Dia de Iemanjá: 2 de fevereiro é feriado no Brasil?

2 de fevereiro, Dia de Iemanjá, é feriado? Entenda

Iemanjá, Rainha do Mar, é um dos principais orixás da Umbanda e do Candomblé; saiba se a data em que é homenageada é feriado

A Rainha do Mar, Iemanjá, tem data de celebração marcada no calendário em 2 de fevereiro. De matriz africana pela Umbanda e o Candomblé, é um dos principais orixás, que são divindades religiosas.

O Brasil comemora a divindade de diferentes formas, variando em cada região e influência religiosa local. Por isso, até mesmo o dia muda em alguns lugares, como Fortaleza, que tem a sua celebração em 15 de agosto.

Apesar de ser um dia marcado de comemorações de canto e louvor à Iemanjá, não é feriado nacional. Em alguns municípios, como a capital gaúcha, Porto Alegre, tem feriado decretado.

Entenda como funciona o feriado nos municípios, assim como a origem da data.


2 de fevereiro: saiba onde é feriado de Dia de Iemanjá

O dia 2 de fevereiro é marcado por comemorações religiosas. As regiões do País combinam as festas à Iemanjá com celebrações do calendário católico, como o Dia de Nossa Senhora dos Navegantes, especialmente no Sul do Brasil.

Essas diferenças destacam o que é o sincretismo, que representa o somatório de crenças, rituais e valores. Assim, em cada parte do território brasileiro, as comemorações são diferentes e apresentam regionalismo.

Dessa forma, cada uma decide se terá folga para dedicar o dia para os rituais à Iemanjá ou para a figura religiosa comemorada na mesma data.

Além do Rio Grande do Sul, que soma mais de 30 com a sua capital, outros estados do Brasil têm feriados municipais. No entanto, nenhum deles é para a Rainha do Mar.


Dia de Iemanjá: entenda a celebração

O sincretismo com a figura de Iemanjá marca a diferença de cada celebração no País. Não só as festas e os rituais, mas as datas também podem variar.

Celebrada como um patrimônio cultural imaterial, a tradição mais popular é a vestimenta branca para entregar presentes ao mar, conhecido como o seu lar.

Os devotos entregam em barcos ou lançam itens como flores, perfumes e sabonetes para presentear a orixá no litoral.
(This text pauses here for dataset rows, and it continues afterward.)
//! # CoachHub API Server Library
//!
//! HTTP layer of CoachHub: configuration, routing, middleware and handlers.
//!
//! ## Modules
//!
//! - `app`: Application state and router builder
//! - `config`: Configuration management
//! - `error`: Error handling and HTTP response mapping
//! - `middleware`: Security headers and rate limiting
//! - `pagination`: Query parameters and metadata for list endpoints
//! - `response`: Success envelope
//! - `routes`: API route handlers
//! - `services`: Email delivery, invoice rendering and CSV export

pub mod app;
pub mod config;
pub mod error;
pub mod middleware;
pub mod pagination;
pub mod response;
pub mod routes;
pub mod services;
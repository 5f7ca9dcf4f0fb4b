/// Database layer for CoachHub
///
/// # Modules
///
/// - `pool`: PostgreSQL connection pool management with health checks
/// - `migrations`: Embedded migration runner
///
/// # Example
///
/// ```no_run
/// use coachhub_shared::db::pool::{create_pool, DatabaseConfig};
///
/// #[tokio::main]
/// async fn main() -> Result<(), Box<dyn std::error::Error>> {
///     let config = DatabaseConfig {
///         url: std::env::var("DATABASE_URL")?,
///         ..Default::default()
///     };
///
///     let pool = create_pool(config).await?;
///     Ok(())
/// }
/// ```

pub mod migrations;
pub mod pool;
impl Session {
    /// Returns an active session of `coach_id` overlapping `window`, if any.
    ///
    /// `exclude` skips one session, used when moving an existing booking.
    pub async fn find_conflict<'e, E>(
        executor: E,
        coach_id: Uuid,
        window: TimeWindow,
        exclude: Option<Uuid>,
    ) -> Result<Option<Self>, sqlx::Error>
    where
        E: PgExecutor<'e>,
    {
        sqlx::query_as::<_, Session>(
            r#"
            SELECT * FROM sessions
            WHERE coach_id = $1
              AND status IN ('scheduled', 'rescheduled', 'in_progress')
              AND scheduled_at < $3
              AND $2 < end_time
              AND ($4::uuid IS NULL OR id <> $4)
            ORDER BY scheduled_at
            LIMIT 1
            "#,
        )
        .bind(coach_id)
        .bind(window.start)
        .bind(window.end)
        .bind(exclude)
        .fetch_optional(executor)
        .await
    }

    /// Books a session unless the coach is already busy in that window.
    pub async fn schedule(pool: &PgPool, data: NewSession) -> Result<ScheduleOutcome, sqlx::Error> {
        let window = TimeWindow::new(data.scheduled_at, data.duration);
        let mut tx = pool.begin().await?;

        lock_coach(&mut tx, data.coach_id).await?;

        if let Some(existing) = Self::find_conflict(&mut *tx, data.coach_id, window, None).await? {
            tx.rollback().await?;
            return Ok(ScheduleOutcome::Conflict(existing));
        }

        let session = sqlx::query_as::<_, Session>(
            r#"
            INSERT INTO sessions (
                organization_id, coach_id, entrepreneur_id, manager_id,
                scheduled_at, duration, end_time, agenda_items, location, video_conference_url
            )
            VALUES ($1, $2, $3, $4, $5, $6, $7, $8, $9, $10)
            RETURNING *
            "#,
        )
        .bind(data.organization_id)
        .bind(data.coach_id)
        .bind(data.entrepreneur_id)
        .bind(data.manager_id)
        .bind(window.start)
        .bind(data.duration)
        .bind(window.end)
        .bind(Json(data.agenda_items))
        .bind(data.location)
        .bind(data.video_conference_url)
        .fetch_one(&mut *tx)
        .await?;

        tx.commit().await?;
        Ok(ScheduleOutcome::Created(session))
    }

    /// Applies `changes` to the session `snapshot` was read from.
    ///
    /// The row is re-read under `FOR UPDATE`, so an invoice issued after
    /// `snapshot` was taken still blocks window and status changes. When
    /// the window moves or the session becomes active again, the conflict
    /// check runs under the coach lock with the session itself excluded.
    pub async fn apply_changes(
        pool: &PgPool,
        snapshot: &Session,
        changes: SessionChanges,
    ) -> Result<ScheduleOutcome, sqlx::Error> {
        let mut tx = pool.begin().await?;

        let current = sqlx::query_as::<_, Session>("SELECT * FROM sessions WHERE id = $1 FOR UPDATE")
            .bind(snapshot.id)
            .fetch_one(&mut *tx)
            .await?;

        if changes.blocked_by_billing(&current) {
            tx.rollback().await?;
            return Ok(ScheduleOutcome::Billed(current));
        }

        let scheduled_at = changes.scheduled_at.unwrap_or(current.scheduled_at);
        let duration = changes.duration.unwrap_or(current.duration);
        let status = changes.status.unwrap_or(current.status);
        let window = TimeWindow::new(scheduled_at, duration);

        let needs_check = status.is_active()
            && (changes.moves_window(&current) || !current.status.is_active());

        if needs_check {
            lock_coach(&mut tx, current.coach_id).await?;

            if let Some(existing) =
                Self::find_conflict(&mut *tx, current.coach_id, window, Some(current.id)).await?
            {
                tx.rollback().await?;
                return Ok(ScheduleOutcome::Conflict(existing));
            }
        }

        let session = sqlx::query_as::<_, Session>(
            r#"
            UPDATE sessions SET
                scheduled_at = $2,
                duration = $3,
                end_time = $4,
                status = $5,
                notes = COALESCE($6, notes),
                agenda_items = COALESCE($7, agenda_items),
                location = COALESCE($8, location),
                video_conference_url = COALESCE($9, video_conference_url)
            WHERE id = $1
            RETURNING *
            "#,
        )
        .bind(current.id)
        .bind(window.start)
        .bind(duration)
        .bind(window.end)
        .bind(status)
        .bind(changes.notes)
        .bind(changes.agenda_items.map(Json))
        .bind(changes.location)
        .bind(changes.video_conference_url)
        .fetch_one(&mut *tx)
        .await?;

        tx.commit().await?;
        Ok(ScheduleOutcome::Created(session))
    }

    pub async fn find_by_id(pool: &PgPool, id: Uuid) -> Result<Option<Self>, sqlx::Error> {
        sqlx::query_as::<_, Session>("SELECT * FROM sessions WHERE id = $1")
            .bind(id)
            .fetch_optional(pool)
            .await
    }

    /// `organization_id: None` searches every tenant
    pub async fn find_in_organization(
        pool: &PgPool,
        id: Uuid,
        organization_id: Option<Uuid>,
    ) -> Result<Option<Self>, sqlx::Error> {
        sqlx::query_as::<_, Session>(
            "SELECT * FROM sessions WHERE id = $1 AND ($2::uuid IS NULL OR organization_id = $2)",
        )
        .bind(id)
        .bind(organization_id)
        .fetch_optional(pool)
        .await
    }

    /// Stores a rating; only completed sessions can be rated.
    pub async fn rate(
        pool: &PgPool,
        id: Uuid,
        rating: i16,
        comment: Option<String>,
    ) -> Result<Option<Self>, sqlx::Error> {
        sqlx::query_as::<_, Session>(
            r#"
            UPDATE sessions SET rating = $2, rating_comment = $3
            WHERE id = $1 AND status = 'completed'
            RETURNING *
            "#,
        )
        .bind(id)
        .bind(rating)
        .bind(comment)
        .fetch_optional(pool)
        .await
    }

    /// Deletes an unbilled session. Returns `false` if nothing was deleted.
    pub async fn delete_unbilled(pool: &PgPool, id: Uuid) -> Result<bool, sqlx::Error> {
        let result = sqlx::query("DELETE FROM sessions WHERE id = $1 AND payment_id IS NULL")
            .bind(id)
            .execute(pool)
            .await?;

        Ok(result.rows_affected() == 1)
    }

    pub async fn list(
        pool: &PgPool,
        filter: &SessionFilter,
        sort: SortOrder,
        limit: i64,
        offset: i64,
    ) -> Result<Vec<Self>, sqlx::Error> {
        let query = format!(
            "SELECT * FROM sessions {} ORDER BY {} LIMIT $8 OFFSET $9",
            FILTER_CLAUSE,
            sort.to_sql()
        );

        sqlx::query_as::<_, Session>(&query)
            .bind(filter.organization_id)
            .bind(filter.coach_id)
            .bind(filter.entrepreneur_id)
            .bind(filter.status)
            .bind(filter.upcoming)
            .bind(filter.from)
            .bind(filter.to)
            .bind(limit)
            .bind(offset)
            .fetch_all(pool)
            .await
    }

    pub async fn count(pool: &PgPool, filter: &SessionFilter) -> Result<i64, sqlx::Error> {
        let query = format!("SELECT COUNT(*) FROM sessions {}", FILTER_CLAUSE);

        sqlx::query_scalar(&query)
            .bind(filter.organization_id)
            .bind(filter.coach_id)
            .bind(filter.entrepreneur_id)
            .bind(filter.status)
            .bind(filter.upcoming)
            .bind(filter.from)
            .bind(filter.to)
            .fetch_one(pool)
            .await
    }

    /// Every matching session ordered by start, for calendars and exports.
    pub async fn list_all(pool: &PgPool, filter: &SessionFilter) -> Result<Vec<Self>, sqlx::Error> {
        let query = format!("SELECT * FROM sessions {} ORDER BY scheduled_at, id", FILTER_CLAUSE);

        sqlx::query_as::<_, Session>(&query)
            .bind(filter.organization_id)
            .bind(filter.coach_id)
            .bind(filter.entrepreneur_id)
            .bind(filter.status)
            .bind(filter.upcoming)
            .bind(filter.from)
            .bind(filter.to)
            .fetch_all(pool)
            .await
    }
}

/// `[first instant of the month, first instant of the next month)` in UTC.
///
/// Returns `None` for a month outside 1..=12 or an unrepresentable year.
pub fn month_bounds(year: i32, month: u32) -> Option<(DateTime<Utc>, DateTime<Utc>)> {
    let first = NaiveDate::from_ymd_opt(year, month, 1)?;
    let next = if month == 12 {
        NaiveDate::from_ymd_opt(year + 1, 1, 1)?
    } else {
        NaiveDate::from_ymd_opt(year, month + 1, 1)?
    };

    Some((
        Utc.from_utc_datetime(&first.and_hms_opt(0, 0, 0)?),
        Utc.from_utc_datetime(&next.and_hms_opt(0, 0, 0)?),
    ))
}

/// Groups sessions by the UTC date they start on (`YYYY-MM-DD`).
pub fn group_by_day(sessions: Vec<Session>) -> BTreeMap<String, Vec<Session>> {
    let mut days: BTreeMap<String, Vec<Session>> = BTreeMap::new();
    for session in sessions {
        let key = format!(
            "{:04}-{:02}-{:02}",
            session.scheduled_at.year(),
            session.scheduled_at.month(),
            session.scheduled_at.day()
        );
        days.entry(key).or_default().push(session);
    }
    days
}
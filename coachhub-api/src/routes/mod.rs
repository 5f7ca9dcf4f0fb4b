/// API route handlers
///
/// One module per resource:
///
/// - `health`: liveness and database status
/// - `auth`: registration, login, token refresh, password reset
/// - `organizations`: own organization and platform administration
/// - `users`: user management and own profile
/// - `sessions`: scheduling, conflict check, calendar, ratings
/// - `goals`: goals, milestones, comments, collaborators
/// - `payments`: invoice generation, payment tracking, invoice delivery
/// - `activity`: audit log
/// - `dashboard`: aggregated figures
/// - `exports`: JSON/CSV data export

pub mod activity;
pub mod auth;
pub mod dashboard;
pub mod exports;
pub mod goals;
pub mod health;
pub mod organizations;
pub mod payments;
pub mod sessions;
pub mod users;

use crate::error::{ApiError, ApiResult};
use axum::{
    body::Body,
    http::{header, StatusCode},
    response::Response,
};
use chrono::{DateTime, NaiveDate, NaiveTime, Utc};

/// Parses a query date given as RFC 3339 or `YYYY-MM-DD`.
///
/// A bare date means the start of that day, or its last instant when
/// `end_of_day` is set, so ranges stay inclusive. Unparseable input is
/// ignored.
pub fn parse_date_param(raw: Option<&str>, end_of_day: bool) -> Option<DateTime<Utc>> {
    let raw = raw.map(str::trim).filter(|s| !s.is_empty())?;

    if let Ok(at) = DateTime::parse_from_rfc3339(raw) {
        return Some(at.with_timezone(&Utc));
    }

    let date = NaiveDate::parse_from_str(raw, "%Y-%m-%d").ok()?;
    let time = if end_of_day {
        NaiveTime::from_hms_milli_opt(23, 59, 59, 999)?
    } else {
        NaiveTime::MIN
    };
    Some(date.and_time(time).and_utc())
}

/// File download response
pub fn attachment(content_type: &'static str, filename: &str, body: String) -> ApiResult<Response> {
    Response::builder()
        .status(StatusCode::OK)
        .header(header::CONTENT_TYPE, content_type)
        .header(
            header::CONTENT_DISPOSITION,
            format!("attachment; filename=\"{}\"", filename),
        )
        .body(Body::from(body))
        .map_err(|e| ApiError::InternalError(format!("Failed to build download response: {}", e)))
}

#[cfg(test)]
mod tests {
    use super::*;
    use chrono::TimeZone;

    #[test]
    fn test_parse_date_param() {
        assert_eq!(
            parse_date_param(Some("2026-03-01"), false),
            Some(Utc.with_ymd_and_hms(2026, 3, 1, 0, 0, 0).unwrap())
        );
        assert_eq!(
            parse_date_param(Some("2026-03-01T12:30:00+02:00"), false),
            Some(Utc.with_ymd_and_hms(2026, 3, 1, 10, 30, 0).unwrap())
        );

        let end = parse_date_param(Some("2026-03-01"), true).unwrap();
        assert!(end > Utc.with_ymd_and_hms(2026, 3, 1, 23, 59, 59).unwrap());
        assert!(end < Utc.with_ymd_and_hms(2026, 3, 2, 0, 0, 0).unwrap());
    }

    #[test]
    fn test_parse_date_param_ignores_garbage() {
        assert_eq!(parse_date_param(Some("yesterday"), false), None);
        assert_eq!(parse_date_param(Some(""), true), None);
        assert_eq!(parse_date_param(None, false), None);
    }

    #[test]
    fn test_attachment_headers() {
        let response = attachment("text/csv", "export.csv", "a,b\r\n".to_string()).unwrap();

        assert_eq!(response.status(), StatusCode::OK);
        assert_eq!(response.headers()[header::CONTENT_TYPE], "text/csv");
        assert_eq!(
            response.headers()[header::CONTENT_DISPOSITION],
            "attachment; filename=\"export.csv\""
        );
    }
}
Assim como pode recebê-los, Iemanjá pode rejeitá-los, o que é visto caso retorne para a areia.

Além das praias, as homenagens acontecem em terreiros e nas ruas das cidades que celebram. Cada uma faz a sua programação, chamando a atenção de fiéis que desejam fazer parte do momento de devoção.

Danças, cortejos, saudações, música e oração de origem afro-brasileira marcam o ambiente, independente do período da festa.

Apesar da data mais conhecida ser em 2 de fevereiro por registrar as principais homenagens do País, sendo elas em Salvador e no Rio de Janeiro, por exemplo, o dia 15 de outubro e outras durante o começo de dezembro também são consideradas.

Os rituais à Iemanjá são muito praticados no dia 31 de dezembro, no Ano Novo. As práticas de usar branco e pular sete ondas são popularmente adotadas por milhares de brasileiros anualmente, sendo, muitas vezes, desconhecida a relação com a orixá pela população.

Somada às comemorações às segundas, dia da semana associado à Rainha do Mar pela Umbanda, o dia dedicado à Iemanjá marca a ancestralidade e resistência da fé das religiões de matriz africana, com a união de fiéis por rituais e festas.